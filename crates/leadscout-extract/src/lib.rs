mod email;
mod harvester;
mod scope;

pub use email::{find_emails, parse_mailto, rank_emails};
pub use harvester::{harvest_emails, EmailScraper, EmailScraperConfig};
pub use scope::{registrable_domain, ScopeFilter};
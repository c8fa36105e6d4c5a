use std::collections::BTreeSet;

use lazy_static::lazy_static;
use regex::Regex;

lazy_static! {
    static ref EMAIL_RE: Regex =
        Regex::new(r"(?i)[a-z0-9._%+-]+@[a-z0-9.-]+\.[a-z]{2,}").unwrap();
}

/// TLDs that show up when a filename like `logo@2x.png` matches the email
/// pattern.
const IMAGE_EXTENSIONS: [&str; 7] = ["png", "jpg", "jpeg", "gif", "bmp", "tiff", "svg"];

/// Template addresses that never belong to the crawled site.
const PLACEHOLDER_DOMAINS: [&str; 4] = [
    "example.com",
    "domain.com",
    "email.com",
    "yourdomain.com",
];

/// Local-part prefixes treated as evidence of a business contact address.
const PRIORITY_PREFIXES: [&str; 45] = [
    "accounting",
    "accounts",
    "admin",
    "administrator",
    "billing",
    "booking",
    "care",
    "careers",
    "catering",
    "contact",
    "customercare",
    "customerservice",
    "director",
    "enquiries",
    "enquiry",
    "events",
    "feedback",
    "frontdesk",
    "general",
    "hello",
    "help",
    "hi",
    "hr",
    "info",
    "inquiries",
    "inquiry",
    "jobs",
    "mail",
    "management",
    "manager",
    "marketing",
    "media",
    "office",
    "orders",
    "owner",
    "pr",
    "press",
    "reception",
    "recruiting",
    "reservations",
    "sales",
    "service",
    "support",
    "team",
    "welcome",
];

/// Extracts plausible email addresses from arbitrary text, case folded.
///
/// A match touching a word character, dot or hyphen on either side is a
/// fragment of a longer token and is dropped, as are image filenames and
/// placeholder addresses.
pub fn find_emails(text: &str) -> Vec<String> {
    let mut found = Vec::new();
    for m in EMAIL_RE.find_iter(text) {
        let before = text[..m.start()].chars().next_back();
        let after = text[m.end()..].chars().next();
        if !is_boundary(before) || !is_boundary(after) {
            continue;
        }
        let email = m.as_str().to_lowercase();
        if is_plausible(&email) {
            found.push(email);
        }
    }
    found
}

/// Extracts the address from a `mailto:` href, dropping any `?subject=...`
/// tail. A payload that isn't a plausible address is discarded, not an
/// error.
pub fn parse_mailto(href: &str) -> Option<String> {
    // get() instead of slicing: hrefs are arbitrary page content and byte 7
    // may sit inside a multibyte character.
    match href.get(..7) {
        Some(scheme) if scheme.eq_ignore_ascii_case("mailto:") => (),
        _ => return None,
    }
    let addr = href[7..].split('?').next().unwrap_or("").trim();
    let m = EMAIL_RE.find(addr)?;
    if m.start() != 0 || m.end() != addr.len() {
        return None;
    }
    let email = addr.to_lowercase();
    is_plausible(&email).then_some(email)
}

/// Deduplicates (case-insensitively) and orders candidates by contact
/// likelihood: addresses with a contact-oriented local part first, then the
/// rest, alphabetical within each group. Total and deterministic.
pub fn rank_emails<I>(emails: I) -> Vec<String>
where
    I: IntoIterator<Item = String>,
{
    let unique: BTreeSet<String> = emails.into_iter().map(|e| e.to_lowercase()).collect();
    let (mut ranked, mut other): (Vec<_>, Vec<_>) =
        unique.into_iter().partition(|e| has_priority_prefix(e));
    ranked.append(&mut other);
    ranked
}

fn has_priority_prefix(email: &str) -> bool {
    let local = email.split('@').next().unwrap_or(email);
    PRIORITY_PREFIXES.iter().any(|p| local.starts_with(p))
}

fn is_boundary(c: Option<char>) -> bool {
    match c {
        None => true,
        Some(c) => !(c.is_alphanumeric() || c == '_' || c == '.' || c == '-'),
    }
}

fn is_plausible(email: &str) -> bool {
    let domain = match email.rsplit_once('@') {
        Some((_, domain)) => domain,
        None => return false,
    };
    if PLACEHOLDER_DOMAINS.contains(&domain) {
        return false;
    }
    match domain.rsplit_once('.') {
        Some((_, tld)) => !IMAGE_EXTENSIONS.contains(&tld),
        None => false,
    }
}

### [To do]
Could you transcribe the records in full, exactly?

### [Response to the task]
filename crates/leadscout-extract/src/lib.rs
mod email;
mod harvester;
mod scope;

pub use email::{find_emails, parse_mailto, rank_emails};
pub use harvester::{harvest_emails, EmailScraper, EmailScraperConfig};
pub use scope::{registrable_domain, ScopeFilter};
repository c8fa36105e6d4c5a
use std::collections::BTreeSet;

use lazy_static::lazy_static;
use regex::Regex;

lazy_static! {
    static ref EMAIL_RE: Regex =
        Regex::new(r"(?i)[a-z0-9._%+-]+@[a-z0-9.-]+\.[a-z]{2,}").unwrap();
}

/// TLDs that show up when a filename like `logo@2x.png` matches the email
/// pattern.
const IMAGE_EXTENSIONS: [&str; 7] = ["png", "jpg", "jpeg", "gif", "bmp", "tiff", "svg"];

/// Template addresses that never belong to the crawled site.
const PLACEHOLDER_DOMAINS: [&str; 4] = [
    "example.com",
    "domain.com",
    "email.com",
    "yourdomain.com",
];

/// Local-part prefixes treated as evidence of a business contact address.
const PRIORITY_PREFIXES: [&str; 45] = [
    "accounting",
    "accounts",
    "admin",
    "administrator",
    "billing",
    "booking",
    "care",
    "careers",
    "catering",
    "contact",
    "customercare",
    "customerservice",
    "director",
    "enquiries",
    "enquiry",
    "events",
    "feedback",
    "frontdesk",
    "general",
    "hello",
    "help",
    "hi",
    "hr",
    "info",
    "inquiries",
    "inquiry",
    "jobs",
    "mail",
    "management",
    "manager",
    "marketing",
    "media",
    "office",
    "orders",
    "owner",
    "pr",
    "press",
    "reception",
    "recruiting",
    "reservations",
    "sales",
    "service",
    "support",
    "team",
    "welcome",
];

/// Extracts plausible email addresses from arbitrary text, case folded.
///
/// A match touching a word character, dot or hyphen on either side is a
/// fragment of a longer token and is dropped, as are image filenames and
/// placeholder addresses.
pub fn find_emails(text: &str) -> Vec<String> {
    let mut found = Vec::new();
    for m in EMAIL_RE.find_iter(text) {
        let before = text[..m.start()].chars().next_back();
        let after = text[m.end()..].chars().next();
        if !is_boundary(before) || !is_boundary(after) {
            continue;
        }
        let email = m.as_str().to_lowercase();
        if is_plausible(&email) {
            found.push(email);
        }
    }
    found
}

/// Extracts the address from a `mailto:` href, dropping any `?subject=...`
/// tail. A payload that isn't a plausible address is discarded, not an
/// error.
pub fn parse_mailto(href: &str) -> Option<String> {
    // get() instead of slicing: hrefs are arbitrary page content and byte 7
    // may sit inside a multibyte character.
    match href.get(..7) {
        Some(scheme) if scheme.eq_ignore_ascii_case("mailto:") => (),
        _ => return None,
    }
    let addr = href[7..].split('?').next().unwrap_or("").trim();
    let m = EMAIL_RE.find(addr)?;
    if m.start() != 0 || m.end() != addr.len() {
        return None;
    }
    let email = addr.to_lowercase();
    is_plausible(&email).then_some(email)
}

/// Deduplicates (case-insensitively) and orders candidates by contact
/// likelihood: addresses with a contact-oriented local part first, then the
/// rest, alphabetical within each group. Total and deterministic.
pub fn rank_emails<I>(emails: I) -> Vec<String>
where
    I: IntoIterator<Item = String>,
{
    let unique: BTreeSet<String> = emails.into_iter().map(|e| e.to_lowercase()).collect();
    let (mut ranked, mut other): (Vec<_>, Vec<_>) =
        unique.into_iter().partition(|e| has_priority_prefix(e));
    ranked.append(&mut other);
    ranked
}

fn has_priority_prefix(email: &str) -> bool {
    let local = email.split('@').next().unwrap_or(email);
    PRIORITY_PREFIXES.iter().any(|p| local.starts_with(p))
}

fn is_boundary(c: Option<char>) -> bool {
    match c {
        None => true,
        Some(c) => !(c.is_alphanumeric() || c == '_' || c == '.' || c == '-'),
    }
}

fn is_plausible(email: &str) -> bool {
    let domain = match email.rsplit_once('@') {
        Some((_, domain)) => domain,
        None => return false,
    };
    if PLACEHOLDER_DOMAINS.contains(&domain) {
        return false;
    }
    match domain.rsplit_once('.') {
        Some((_, tld)) => !IMAGE_EXTENSIONS.contains(&tld),
        None => false,
    }
}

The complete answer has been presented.